Como sempre, os dias que precedem o Dia Internacional da Mulher sempre me são cheios de trabalho. Atuando com projetos de empoderamento feminino desde 2009, acontece de surgir algum convite para participar em um evento com uma palestra, ou dar um depoimento sobre minha trajetória de vida, escrever algum artigo ou material para ser publicado no site da minha própria empresa.
Bem no meio deste trabalho que envolve pesquisa,
reflexão, análise de dados etc. para escrever este artigo em si, aconteceu um
fato na minha própria casa que me fez questionar sobre a que tantas anda a
questão do empoderamento feminino e a tão sonhada igualdade ou ainda, equidade
de gêneros. Assim, mesmo sendo um exemplo simples da vida diária e da relação
de uma mãe com seus filhos, acredito que será bastante ilustrativo para a
reflexão que proponho aqui.
Primeiro, preciso fazer uma contextualização. Sou
engenheira agrônoma, empresária, professora. Fui casada por duas vezes e tive
dois filhos, hoje eles têm 22 e 17 anos e, como já comentei, a questão do
empoderamento feminino está na minha vida desde 2009, ou seja, realizando
projetos para promover o empoderamento feminino e buscando o meu próprio
empoderamento, tendo como lema “Mulheres apoiam Mulheres”!
Dentro deste cenário, é fato que meus dois filhos
homens desde muito pequenos também entraram em contato com este conceito, com
estas práxis da mulher buscar o seu lugar no mundo, desde muito pequenos. Eles,
mais do que ninguém, viram a minha luta para criá-los enquanto mãe solteira. Me
acompanharam nas mudanças de cidade em busca de melhores empregos e também
sabem quantas vezes tive que deixá-los com terceiros para cumprir com minhas
viagens a trabalho. Sabem das vezes que fiquei triste e desabafei sobre os
preconceitos e desafios que enfrentei pelo simples fato de ser mulher. Também
aprenderam sobre a necessidade de me ajudarem com os afazeres domésticos, uma
vez que nem sempre pude pagar uma pessoa para cuidar da casa. Aprenderam a
cozinhar a serem independentes e conhecendo o valor de uma mãe, mas,
principalmente, de uma mulher. Com tudo isso, acredito que tiveram uma educação
diferenciada onde a presença do feminino forte não era a exceção e onde
questões como simples sobre divisão de tarefas domésticas e a igualdade de
gênero era uma coisa clara e consumada. Mas, como se diz hoje em dia...
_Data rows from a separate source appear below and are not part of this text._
//! Local input streaming: plain or gzip-compressed JSON lines with byte counting.

use std::fs::File;
use std::io::{self, BufRead, BufReader, Read};
use std::path::Path;
use std::sync::Arc;
use std::sync::atomic::{AtomicU64, Ordering};

use flate2::read::MultiGzDecoder;

/// Buffer size for the line reader (256KB)
const READ_BUF_SIZE: usize = 256 * 1024;

/// Shared counter of raw (compressed, if gzip) bytes read from disk
pub type ByteCounter = Arc<AtomicU64>;

/// Line reader over the input file, decompressing when needed
pub type InputReader = Box<dyn BufRead>;

/// `Read` adapter that counts bytes pulled from the underlying file.
pub struct CountingReader<R> {
    inner: R,
    counter: ByteCounter,
}

impl<R: Read> Read for CountingReader<R> {
    fn read(&mut self, buf: &mut [u8]) -> io::Result<usize> {
        let n = self.inner.read(buf)?;
        self.counter.fetch_add(n as u64, Ordering::Relaxed);
        Ok(n)
    }
}

/// Whether the path names a gzip file (by extension).
pub fn is_gzip(path: &Path) -> bool {
    path.extension().is_some_and(|ext| ext == "gz")
}

/// Open `path` for line-by-line reading.
///
/// Returns (reader, byte_counter, file_size). The counter tracks bytes read
/// from disk, so it is comparable to `file_size` for progress bars even when
/// the file is gzip-compressed.
pub fn open_input(path: &Path) -> io::Result<(InputReader, ByteCounter, Option<u64>)> {
    let file = File::open(path)?;
    let size = file.metadata().ok().map(|m| m.len());
    let counter = ByteCounter::default();
    let counting = CountingReader {
        inner: file,
        counter: counter.clone(),
    };

    let reader: InputReader = if is_gzip(path) {
        Box::new(BufReader::with_capacity(
            READ_BUF_SIZE,
            MultiGzDecoder::new(counting),
        ))
    } else {
        Box::new(BufReader::with_capacity(READ_BUF_SIZE, counting))
    };
    Ok((reader, counter, size))
}
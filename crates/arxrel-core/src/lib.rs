//! arxrel core - shared plumbing for the arXiv normalization pipeline
//!
//! Input streaming, CSV table sinks with atomic commit, run manifests,
//! progress reporting and logging. Nothing here knows about submissions
//! or authors.

pub mod hash;
pub mod input;
pub mod logging;
pub mod manifest;
pub mod progress;
pub mod sink;

// Re-exports for convenience
pub use input::{ByteCounter, InputReader, open_input};
pub use logging::{IndicatifLogger, init_logging};
pub use manifest::{RunManifest, TableEntry};
pub use progress::{ProgressContext, fmt_num, pct};
pub use sink::{CommittedTable, CsvField, CsvSink, TableSet, cleanup_tmp_files};
//! Run statistics: dropped-record accounting and the final summary table.

use std::collections::BTreeMap;
use std::time::Duration;

use arxrel_core::{fmt_num, pct};
use comfy_table::{Cell, Color, Table, modifiers::UTF8_ROUND_CORNERS, presets::UTF8_FULL};

use crate::error::RecordError;

/// Counts dropped records per reason.
///
/// The first `max_warnings` drops are logged at warn level with their
/// identifier; the rest go to debug so a bad snapshot can't flood the log.
#[derive(Debug)]
pub struct IssueLog {
    counts: BTreeMap<&'static str, usize>,
    warned: usize,
    max_warnings: usize,
}

impl IssueLog {
    pub fn new(max_warnings: usize) -> Self {
        Self {
            counts: BTreeMap::new(),
            warned: 0,
            max_warnings,
        }
    }

    /// Count and log one dropped record. `context` is the arxiv id, or the
    /// line number when the line never parsed.
    pub fn record(&mut self, context: &str, err: &RecordError) {
        *self.counts.entry(err.reason()).or_default() += 1;
        if self.warned < self.max_warnings {
            self.warned += 1;
            log::warn!("Dropping {context}: {err}");
            if self.warned == self.max_warnings {
                log::warn!("Further dropped records are logged at debug level only");
            }
        } else {
            log::debug!("Dropping {context}: {err}");
        }
    }

    pub fn count(&self, reason: &str) -> usize {
        self.counts.get(reason).copied().unwrap_or(0)
    }

    pub fn total(&self) -> usize {
        self.counts.values().sum()
    }

    /// Reason → count, owned, for the run manifest.
    pub fn to_map(&self) -> BTreeMap<String, usize> {
        self.counts
            .iter()
            .map(|(reason, n)| (reason.to_string(), *n))
            .collect()
    }
}

/// Counters from streaming the input file
#[derive(Debug, Clone, Default)]
pub struct ScanStats {
    pub lines_scanned: usize,
    pub blank_lines: usize,
    /// Lines skipped by the substring pre-filter (never parsed)
    pub pre_filtered: usize,
    /// Parsed records outside the target area
    pub area_excluded: usize,
    /// Records handed to the assembler
    pub records_kept: usize,
}

/// End-of-run summary
#[derive(Debug, Clone)]
pub struct Summary {
    pub area: String,
    pub scan: ScanStats,
    pub dropped: BTreeMap<String, usize>,
    /// Table name → rows written (header excluded)
    pub tables: Vec<(String, usize)>,
    pub classifier_calls: usize,
    pub elapsed: Duration,
}

impl Summary {
    pub fn total_dropped(&self) -> usize {
        self.dropped.values().sum()
    }

    pub fn rows(&self, table: &str) -> Option<usize> {
        self.tables
            .iter()
            .find(|(name, _)| name == table)
            .map(|(_, rows)| *rows)
    }

    /// Render summary table for terminal display.
    pub fn render(&self) -> String {
        let mut input = Table::new();
        input
            .load_preset(UTF8_FULL)
            .apply_modifier(UTF8_ROUND_CORNERS)
            .set_header(vec![
                Cell::new(format!("Input ({})", self.area))
                    .fg(Color::Cyan)
                    .add_attribute(comfy_table::Attribute::Bold),
                Cell::new("Records").fg(Color::Cyan),
                Cell::new("Share").fg(Color::Cyan),
            ]);

        let s = &self.scan;
        let scanned = s.lines_scanned;
        input.add_row(vec![
            Cell::new("lines scanned"),
            Cell::new(fmt_num(scanned)),
            Cell::new("-"),
        ]);
        input.add_row(vec![
            Cell::new("pre-filtered"),
            Cell::new(fmt_num(s.pre_filtered)),
            Cell::new(format!("{:.1}%", pct(s.pre_filtered, scanned))),
        ]);
        input.add_row(vec![
            Cell::new("other areas"),
            Cell::new(fmt_num(s.area_excluded)),
            Cell::new(format!("{:.1}%", pct(s.area_excluded, scanned))),
        ]);
        for (reason, n) in &self.dropped {
            input.add_row(vec![
                Cell::new(format!("dropped: {reason}")).fg(Color::Yellow),
                Cell::new(fmt_num(*n)).fg(Color::Yellow),
                Cell::new(format!("{:.1}%", pct(*n, scanned))),
            ]);
        }

        let mut output = Table::new();
        output
            .load_preset(UTF8_FULL)
            .apply_modifier(UTF8_ROUND_CORNERS)
            .set_header(vec![
                Cell::new("Table")
                    .fg(Color::Cyan)
                    .add_attribute(comfy_table::Attribute::Bold),
                Cell::new("Rows").fg(Color::Cyan),
            ]);
        for (name, rows) in &self.tables {
            output.add_row(vec![
                Cell::new(name).fg(Color::Green),
                Cell::new(fmt_num(*rows)),
            ]);
        }

        format!(
            "\n{input}\n{output}\n  Classifier lookups: {}  |  Elapsed: {:.1}s",
            fmt_num(self.classifier_calls),
            self.elapsed.as_secs_f64()
        )
    }

    /// Log summary lines (non-TTY mode).
    pub fn log(&self) {
        log::info!("=== arxrel summary ({}) ===", self.area);
        log::info!(
            "Lines: {} scanned, {} pre-filtered, {} other areas, {} dropped",
            fmt_num(self.scan.lines_scanned),
            fmt_num(self.scan.pre_filtered),
            fmt_num(self.scan.area_excluded),
            fmt_num(self.total_dropped())
        );
        for (reason, n) in &self.dropped {
            log::info!("  dropped {reason}: {}", fmt_num(*n));
        }
        for (name, rows) in &self.tables {
            log::info!("  {name}: {} rows", fmt_num(*rows));
        }
        log::info!("Time: {:.1}s", self.elapsed.as_secs_f64());
    }
}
#soquenao e vocês entenderam o porquê.
Agora vamos ao fato em si. Trabalho com consultoria
para o agronegócio e com a pandemia fechei meu escritório e passei a trabalhar
home office e estou assim até hoje. Tento manter a minha rotina de trabalho
dentro do horário comercial, igual quando tinha o escritório. Entretanto, estou
em casa, isso significa que, quando tenho tempo, ainda cozinho e, quando estou
disposta, organizo a casa, coloco roupas para lavar etc. Recentemente meu filho
mais velho começou a trabalhar e hoje ele me enviou uma mensagem pelo WhatsApp
me pedindo que eu “arrumasse” as roupas dele que ainda estavam no varal (dos
modelos móveis), pois ele iria usar umas das camisas que estava lá. Como eu já
tinha tirado da máquina de lavar e colocado para secar, simplesmente peguei o
varal e levei para o quarto dele. Quando ele chegou na hora do almoço, foi até
o quarto e viu aquilo, ficou incrédulo. Só escutei ele gritando no quarto “não é
possível que você não teve a coragem de dobrar a minha roupa e colocar no
armário”, como se fosse a coisa mais absurda do mundo. E aí eu é
que fiquei completamente
chocada!
Não vou descrever toda a cena, que até seria cômica
se não fosse a revelação de uma verdade crua e dura para nós mulheres sobre a
questão de empoderamento e igualdade/ equidade de gênero: ainda temos séculos
pela frente para que estes conceitos de fato se concretizem.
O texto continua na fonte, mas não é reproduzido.